I begin with North Korea. As I then thought, we were very close to a real war. I confess, I was the little boy who cried wolf. Looking back, I guess I mistook the yelping of the foxes for the howling of the wolves. The foxes were trying to egg on the leader of our pack, “Wolf Trump,” to attack the leader of the other pack, “Wolf Kim.” With the approval of our Alpha Male, our wolves were prowling – “displaying,” as ethologists say – to flaunt their power. As animals do with displays, they sought to overawe our adversaries. The North Koreans didn’t have quite as many, as sharp and as big teeth to display, but they showed off what they had. Wolf Kim was baring his teeth and snarling. It may have been only display, but we knew enough to realize that he too had sharp enough teeth to inflict a lot of pain if he got into a fight. He might not be able to reach our happy valley far across the ocean, but he could obliterate the capital of our ally, South Korea, killing perhaps a million Koreans and upwards of a hundred thousand American servicemen and their families.

Despite the urging of our foxes for a preemptive attack, it seems that the message got through to the leader of our pack that an attack would lead to a terrible war, which we might not win or win at such a cost that would be a disaster. Perhaps he had heard about the earlier war in Korea, which we almost lost and in which we were close to using nuclear weapons. So, remarkably, he suggested a meeting with the leader of the other pack, Wolf Kim. No one knew what, if anything, was to be said at the meeting. Indeed, there was not much that could be meaningfully discussed. Neither pack leader could afford to consider having his “teeth” pulled. That idea apparently did not even occur to our leader and the leader of the other pack must have known that without his teeth he would be eaten alive. But, a remarkable thing then happened: when our Alpha Male decided to sit down with their Alpha Male, our foxes momentarily stopped yapping and the wolves in our pack stopped some of their prowling. Nothing was settled but a moment of relative calm ensued.
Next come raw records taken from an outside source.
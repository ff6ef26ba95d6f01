//! Prefix parsing and normalization.
//!
//! Turns textual prefixes such as `10.0.0.5/24`, `2001:db8::/32` or a bare
//! `192.0.2.1` into canonical [`Prefix`] values. Host bits are masked off and
//! a bare address becomes a host route (/32 or /128).

use std::collections::BTreeSet;
use std::net::{Ipv4Addr, Ipv6Addr};

use crate::error::{AggregateError, Result};
use crate::prefix::{AddressBits, Cidr, Family, Prefix};

/// Parse a single prefix.
///
/// The family is chosen by syntax: anything containing ':' is IPv6.
///
/// # Examples
/// ```
/// use aggregate_prefixes::parser::parse_prefix;
/// assert_eq!(parse_prefix("10.0.0.5/24").unwrap().to_string(), "10.0.0.0/24");
/// assert_eq!(parse_prefix("2001:db8::1").unwrap().to_string(), "2001:db8::1/128");
/// assert!(parse_prefix("10.0.0.0/33").is_err());
/// assert!(parse_prefix("invalid").is_err());
/// ```
pub fn parse_prefix(token: &str) -> Result<Prefix> {
    let token = token.trim();
    if token.is_empty() {
        return Err(AggregateError::malformed(token, "empty prefix"));
    }

    let (addr_part, len_part) = match token.split_once('/') {
        Some((addr, len)) => (addr, Some(len)),
        None => (token, None),
    };

    if token.contains(':') {
        let addr: Ipv6Addr = addr_part
            .parse()
            .map_err(|_| AggregateError::malformed(token, "not a valid IPv6 address"))?;
        build(token, u128::from(addr), len_part, Family::Ipv6).map(Prefix::V6)
    } else {
        let addr: Ipv4Addr = addr_part
            .parse()
            .map_err(|_| AggregateError::malformed(token, "not a valid IPv4 address"))?;
        build(token, u32::from(addr), len_part, Family::Ipv4).map(Prefix::V4)
    }
}

/// Parse a batch of prefixes into a deduplicated set.
///
/// Stops at the first malformed token.
///
/// # Examples
/// ```
/// use aggregate_prefixes::parser::parse_prefixes;
/// let set = parse_prefixes(["10.0.0.1/24", "10.0.0.0/24"]).unwrap();
/// assert_eq!(set.len(), 1);
/// assert!(parse_prefixes(["10.0.0.0/24", "bogus"]).is_err());
/// ```
pub fn parse_prefixes<I, S>(tokens: I) -> Result<BTreeSet<Prefix>>
where
    I: IntoIterator<Item = S>,
    S: AsRef<str>,
{
    tokens
        .into_iter()
        .map(|token| parse_prefix(token.as_ref()))
        .collect()
}

fn build<A: AddressBits>(
    token: &str,
    addr: A,
    len_part: Option<&str>,
    family: Family,
) -> Result<Cidr<A>> {
    let len = parse_length(token, len_part, family)?;
    Cidr::new(addr, len).ok_or_else(|| out_of_range(token, family))
}

fn parse_length(token: &str, len_part: Option<&str>, family: Family) -> Result<u8> {
    let Some(len_part) = len_part else {
        return Ok(family.width());
    };

    if len_part.is_empty() {
        return Err(AggregateError::malformed(token, "missing prefix length"));
    }

    // Rejects signs and whitespace that u32::from_str would otherwise allow
    if !len_part.bytes().all(|b| b.is_ascii_digit()) {
        return Err(AggregateError::malformed(
            token,
            format!("prefix length '{}' is not a number", len_part),
        ));
    }

    len_part
        .parse::<u32>()
        .ok()
        .filter(|len| *len <= u32::from(family.width()))
        .and_then(|len| u8::try_from(len).ok())
        .ok_or_else(|| out_of_range(token, family))
}

fn out_of_range(token: &str, family: Family) -> AggregateError {
    AggregateError::malformed(
        token,
        format!(
            "prefix length out of range for {} (0-{})",
            family,
            family.width()
        ),
    )
}

#[cfg(test)]
mod tests {
    use super::*;

    fn reason(token: &str) -> String {
        match parse_prefix(token) {
            Err(AggregateError::MalformedPrefix { reason, .. }) => reason,
            other => panic!("expected malformed prefix for {:?}, got {:?}", token, other),
        }
    }

    #[test]
    fn test_parse_ipv4() {
        let prefix = parse_prefix("192.168.0.0/16").unwrap();
        assert_eq!(prefix.family(), Family::Ipv4);
        assert_eq!(prefix.len(), 16);
        assert_eq!(prefix.to_string(), "192.168.0.0/16");
    }

    #[test]
    fn test_parse_ipv6() {
        let prefix = parse_prefix("2001:DB8:0:0::/48").unwrap();
        assert_eq!(prefix.family(), Family::Ipv6);
        assert_eq!(prefix.to_string(), "2001:db8::/48");
    }

    #[test]
    fn test_bare_address_is_host_route() {
        assert_eq!(parse_prefix("10.1.2.3").unwrap().to_string(), "10.1.2.3/32");
        assert_eq!(parse_prefix("::1").unwrap().to_string(), "::1/128");
    }

    #[test]
    fn test_host_bits_are_masked() {
        assert_eq!(
            parse_prefix("10.0.0.5/24").unwrap().to_string(),
            "10.0.0.0/24"
        );
        assert_eq!(
            parse_prefix("2001:db8::1/32").unwrap().to_string(),
            "2001:db8::/32"
        );
        assert_eq!(parse_prefix("255.255.255.255/0").unwrap().to_string(), "0.0.0.0/0");
    }

    #[test]
    fn test_surrounding_whitespace_is_trimmed() {
        assert_eq!(
            parse_prefix("  10.0.0.0/8\t").unwrap().to_string(),
            "10.0.0.0/8"
        );
    }

    #[test]
    fn test_boundary_lengths() {
        assert!(parse_prefix("0.0.0.0/0").is_ok());
        assert!(parse_prefix("1.2.3.4/32").is_ok());
        assert!(parse_prefix("::/0").is_ok());
        assert!(parse_prefix("::1/128").is_ok());
    }

    #[test]
    fn test_rejects_empty() {
        assert_eq!(reason(""), "empty prefix");
        assert_eq!(reason("   "), "empty prefix");
    }

    #[test]
    fn test_rejects_bad_address() {
        assert_eq!(reason("256.0.0.0/8"), "not a valid IPv4 address");
        assert_eq!(reason("1.2.3/24"), "not a valid IPv4 address");
        assert_eq!(reason("hello"), "not a valid IPv4 address");
        assert_eq!(reason("/24"), "not a valid IPv4 address");
        assert_eq!(reason("2001:db8:::/32"), "not a valid IPv6 address");
        assert_eq!(reason("10.0.0.0-10.0.0.255"), "not a valid IPv4 address");
    }

    #[test]
    fn test_rejects_bad_length() {
        assert_eq!(reason("10.0.0.0/"), "missing prefix length");
        assert_eq!(reason("10.0.0.0/-1"), "prefix length '-1' is not a number");
        assert_eq!(reason("10.0.0.0/+8"), "prefix length '+8' is not a number");
        assert_eq!(reason("10.0.0.0/24/8"), "prefix length '24/8' is not a number");
        assert_eq!(
            reason("10.0.0.0/33"),
            "prefix length out of range for IPv4 (0-32)"
        );
        assert_eq!(
            reason("::/129"),
            "prefix length out of range for IPv6 (0-128)"
        );
        assert_eq!(
            reason("10.0.0.0/99999999999999"),
            "prefix length out of range for IPv4 (0-32)"
        );
    }

    #[test]
    fn test_error_reports_token() {
        let err = parse_prefix("10.0.0.0/40").unwrap_err();
        assert_eq!(
            err.to_string(),
            "Invalid prefix '10.0.0.0/40': prefix length out of range for IPv4 (0-32)"
        );
    }

    #[test]
    fn test_parse_prefixes_deduplicates() {
        let set = parse_prefixes(["10.0.0.0/24", "10.0.0.77/24", "10.0.0.0/24"]).unwrap();
        assert_eq!(set.len(), 1);
    }

    #[test]
    fn test_parse_prefixes_fails_on_any_bad_token() {
        let err = parse_prefixes(vec!["10.0.0.0/24".to_string(), "nope".to_string()]).unwrap_err();
        assert!(matches!(err, AggregateError::MalformedPrefix { ref token, .. } if token == "nope"));
    }

    #[test]
    fn test_parse_prefixes_empty() {
        let tokens: Vec<&str> = vec![];
        assert!(parse_prefixes(tokens).unwrap().is_empty());
    }
}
Everyone was astonished. Could our pack leader, Wolf Trump, who was not usually thought of as a peace-seeker, have really changed? Or had he, as Æsop would have put it, just taken on sheep’s clothing? And their pack leader? What was he doing there? What, indeed, were either of them doing sitting down together? The answer for both was “not much.” But, at least our Alpha Male calmed down his wolves and hushed up his foxes. We don’t know whether or not Wolf Kim had any foxes or if he listened to the ones we thought he had, but he too made decidedly unwolf-like noises.

Speaking for myself, I was delighted. “Peace in our times” had certainly not arrived, but a step away from war had been taken. And, when one considered the likely train of events that would have followed the first engagement, that was a great result. After all, we had learned when we first encountered the North Korean pack, even a “conventional” engagement would likely be horrible and might spill over into a non-conventional war or nuclear war with unpredictable but certainly catastrophic results.
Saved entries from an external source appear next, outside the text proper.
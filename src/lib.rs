//! # aggregate-prefixes - CIDR Prefix Aggregation
//!
//! Aggregates an unsorted list of IPv4 or IPv6 prefixes into the smallest
//! set of prefixes covering exactly the same addresses. Useful to compress
//! router prefix lists, ACLs and route tables without changing what they
//! match.
//!
//! ## Architecture
//!
//! ```text
//! ┌─────────────────────────────────────────────────────────────┐
//! │                     aggregate-prefixes                      │
//! ├─────────────────────────────────────────────────────────────┤
//! │  CLI (clap) + Config (serde_yaml) + Input (file / STDIN)    │
//! ├─────────────────────────────────────────────────────────────┤
//! │  Parser                                                     │
//! │    └── text → canonical Prefix (host bits masked)           │
//! ├─────────────────────────────────────────────────────────────┤
//! │  Aggregator                                                 │
//! │    ├── length filter                                        │
//! │    ├── subsumption removal                                  │
//! │    └── sibling merge to fixed point (per family)            │
//! ├─────────────────────────────────────────────────────────────┤
//! │  Order                                                      │
//! │    └── IPv4 before IPv6, numeric address, then length       │
//! └─────────────────────────────────────────────────────────────┘
//! ```
//!
//! ## Example Usage
//!
//! ```
//! use aggregate_prefixes::aggregate;
//!
//! let aggregates = aggregate(
//!     ["10.0.0.0/25", "10.0.0.128/25", "10.0.1.7/32", "2001:db8::/33", "2001:db8:8000::/33"],
//!     128,
//!     false,
//! )?;
//! assert_eq!(aggregates, vec!["10.0.0.0/24", "10.0.1.7/32", "2001:db8::/32"]);
//! # Ok::<(), aggregate_prefixes::AggregateError>(())
//! ```
//!
//! ## Modules
//!
//! - [`aggregator`] - Length filter, subsumption removal and sibling merging
//! - [`cli`] - Command-line interface definitions
//! - [`config`] - Configuration parsing and validation
//! - [`error`] - Error types
//! - [`input`] - Reading prefix lists from files or STDIN
//! - [`order`] - Result ordering and rendering
//! - [`parser`] - Prefix parsing and normalization
//! - [`prefix`] - Typed prefixes backed by fixed-width integers
//! - [`utils`] - Formatting helpers

pub mod aggregator;
pub mod cli;
pub mod config;
pub mod error;
pub mod input;
pub mod order;
pub mod parser;
pub mod prefix;
pub mod utils;

pub use aggregator::{aggregate, aggregate_prefixes, Aggregation, Optimisation, Rule};
pub use cli::Cli;
pub use config::Config;
pub use error::AggregateError;
pub use prefix::{Cidr, Family, Prefix};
That first step away from war was a godsend even if no one could predict the likelihood of a second step. I thought both Alpha Males deserved our gratitude.

The foxes didn’t agree. They had been urging Wolf Trump to attack and were looking forward to a feast of blood and gore. Then suddenly the party was over. Worse, most of us sheep seemed delighted. So the foxes rushed to point out that nothing had really happened. It was all smoke and mirrors.

Truth to tell, they were right. But, like actors on the stage, which is of course what they are, both pack leaders basked in the momentary glow and us sheep, the audience, heaved or should have heaved a great sigh of relief. I don’t know whether or why, and I don’t believe anyone else does either, but somehow our leader heard or felt the sigh and, liking what he heard, decided to take another step away from war.

And, having found in Singapore that it was possible to meet, get the applause of the world’s sheep (and at least some of the leaders of other packs) without actually doing anything, he rushed off to meet with the leader of the far-greater pack that ranged across the vast steppes of Asia, the Russian Alpha Male, “Wolf Putin,” so that they could howl at the moon together.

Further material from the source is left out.